Brian, this is Jeff. I’ll take that one. So today, if you look at overall screening rates, they are somewhere in the 55% range, including ages 45 and above. Longer term, we and many others are targeting 80%. We know that’s possible with options like Cologuard. It’s possible because that’s where you see screening rates for breast and cervical cancer screening. So longer term, to your question of how Cologuard gets more than today to 40% or higher, it’s from a mix of lifting overall screen rates, which there is documented evidence that Cologuard is already lifting screening rates in this country, but a mixture of that and taking share in the market, which we know we’re doing. When you look at who is using Cologuard, we ask our patients if they have been screened before, and if so, with what?
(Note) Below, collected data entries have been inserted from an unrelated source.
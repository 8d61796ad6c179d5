// lib/src/storage_engine/filters.rs

use serde::Deserialize;

use models::hostel::{
    AccountStatus, Invoice, InvoiceStatus, MaintenanceTicket, Priority, Resident, ResidentStatus, Role,
    Room, RoomStatus, TicketStatus, User,
};

#[derive(Debug, Clone, Default, Deserialize)]
#[serde(rename_all = "camelCase")]
pub struct RoomFilter {
    pub status: Option<RoomStatus>,
}

impl RoomFilter {
    pub fn matches(&self, room: &Room) -> bool {
        self.status.map_or(true, |s| room.status == s)
    }
}

#[derive(Debug, Clone, Default, Deserialize)]
#[serde(rename_all = "camelCase")]
pub struct ResidentFilter {
    pub status: Option<ResidentStatus>,
    pub room_number: Option<String>,
}

impl ResidentFilter {
    pub fn matches(&self, resident: &Resident) -> bool {
        self.status.map_or(true, |s| resident.status == s)
            && self
                .room_number
                .as_deref()
                .map_or(true, |n| resident.room_number.as_deref() == Some(n))
    }
}

/// Matched against the evaluated status, so `status=Overdue` includes
/// pending invoices past their due date.
#[derive(Debug, Clone, Default, Deserialize)]
#[serde(rename_all = "camelCase")]
pub struct InvoiceFilter {
    pub status: Option<InvoiceStatus>,
    pub room_number: Option<String>,
    pub month: Option<String>,
}

impl InvoiceFilter {
    pub fn matches(&self, invoice: &Invoice) -> bool {
        self.status.map_or(true, |s| invoice.status == s)
            && self.room_number.as_deref().map_or(true, |n| invoice.room_number == n)
            && self
                .month
                .as_deref()
                .map_or(true, |m| invoice.month.eq_ignore_ascii_case(m.trim()))
    }
}

#[derive(Debug, Clone, Default, Deserialize)]
#[serde(rename_all = "camelCase")]
pub struct TicketFilter {
    pub status: Option<TicketStatus>,
    pub priority: Option<Priority>,
    pub room_number: Option<String>,
}

impl TicketFilter {
    pub fn matches(&self, ticket: &MaintenanceTicket) -> bool {
        self.status.map_or(true, |s| ticket.status == s)
            && self.priority.map_or(true, |p| ticket.priority == p)
            && self.room_number.as_deref().map_or(true, |n| ticket.room_number == n)
    }
}

#[derive(Debug, Clone, Default, Deserialize)]
#[serde(rename_all = "camelCase")]
pub struct UserFilter {
    pub role: Option<Role>,
    pub status: Option<AccountStatus>,
}

impl UserFilter {
    pub fn matches(&self, user: &User) -> bool {
        self.role.map_or(true, |r| user.role == r) && self.status.map_or(true, |s| user.status == s)
    }
}
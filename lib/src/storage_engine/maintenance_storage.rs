// lib/src/storage_engine/maintenance_storage.rs

use chrono::Utc;
use tracing::info;

use models::errors::HostelResult;
use models::hostel::{MaintenanceTicket, NewTicket, TicketUpdate};

use super::collection::not_found;
use super::filters::TicketFilter;
use super::sled_storage::HostelStore;
use super::storage_utils::{abort, finish, tx_get, tx_put};

impl HostelStore {
    pub fn create_ticket(&self, new_ticket: NewTicket) -> HostelResult<MaintenanceTicket> {
        let now = Utc::now();
        let ticket = MaintenanceTicket::from_new(new_ticket, now.date_naive(), now)?;
        self.maintenance.put(&ticket)?;
        info!("Opened maintenance ticket {} for room {}", ticket.id, ticket.room_number);
        Ok(ticket)
    }

    pub fn get_ticket(&self, id: &str) -> HostelResult<MaintenanceTicket> {
        self.maintenance.require(id)
    }

    pub fn list_tickets(&self, filter: &TicketFilter) -> HostelResult<Vec<MaintenanceTicket>> {
        let mut tickets: Vec<MaintenanceTicket> =
            self.maintenance.list()?.into_iter().filter(|t| filter.matches(t)).collect();
        tickets.sort_by(|a, b| b.created_at.cmp(&a.created_at));
        Ok(tickets)
    }

    pub fn update_ticket(&self, id: &str, update: TicketUpdate) -> HostelResult<MaintenanceTicket> {
        let ticket = finish(self.maintenance.tree().transaction(|tickets| {
            let mut ticket: MaintenanceTicket = match tx_get(tickets, id)? {
                Some(ticket) => ticket,
                None => return abort(not_found::<MaintenanceTicket>(id)),
            };
            if let Err(e) = ticket.apply_update(update.clone()) {
                return abort(e);
            }
            tx_put(tickets, &ticket.id, &ticket)?;
            Ok(ticket)
        }))?;

        info!("Maintenance ticket {} is {:?}", ticket.id, ticket.status);
        Ok(ticket)
    }

    pub fn delete_ticket(&self, id: &str) -> HostelResult<MaintenanceTicket> {
        self.maintenance
            .remove(id)?
            .ok_or_else(|| not_found::<MaintenanceTicket>(id))
    }
}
About 50% of patients had never been screened before. The 40% previously had gotten screening with a colonoscopy, and about 10% previously were screened with fecal blood tests. So we know we’re increasing screening in this market. We know we’re also importantly expanding it and getting more people tested. Another way to get there, Brian, is to get more physicians to order Cologuard. To Kevin’s point earlier, the pandemic has helped to accelerate that. We do a decile analysis. So we look at different ordering trends and different doctors. What stands out to me is when you look at the doctors representing the top 40% of orders before the pandemic, those doctors' order trends are down about 15% compared to the start of the pandemic. They’ve been down because they have fewer patients coming through their doors because of the pandemic, and our sales force access has been limited because of the pandemic. However, what is exciting is that as we come out of the pandemic, reps will get back in there, patients will come back for appointments, and those doctors will return. They are the true believers. The doctors representing the bottom 60% of orders before the pandemic, those factors were ordering nearly 60% more than they did at the start of the pandemic. So we’re seeing broadening of the order base, a deepening of that penetration amongst the doctors near the bottom of the scale, all of which bodes well for future growth. That’s how we’re going to get there. This new marketing campaign, stay tuned, it rolls out very soon. I’m confident that will help increase the urgency to get more people screened and lift screening rates in this country overall.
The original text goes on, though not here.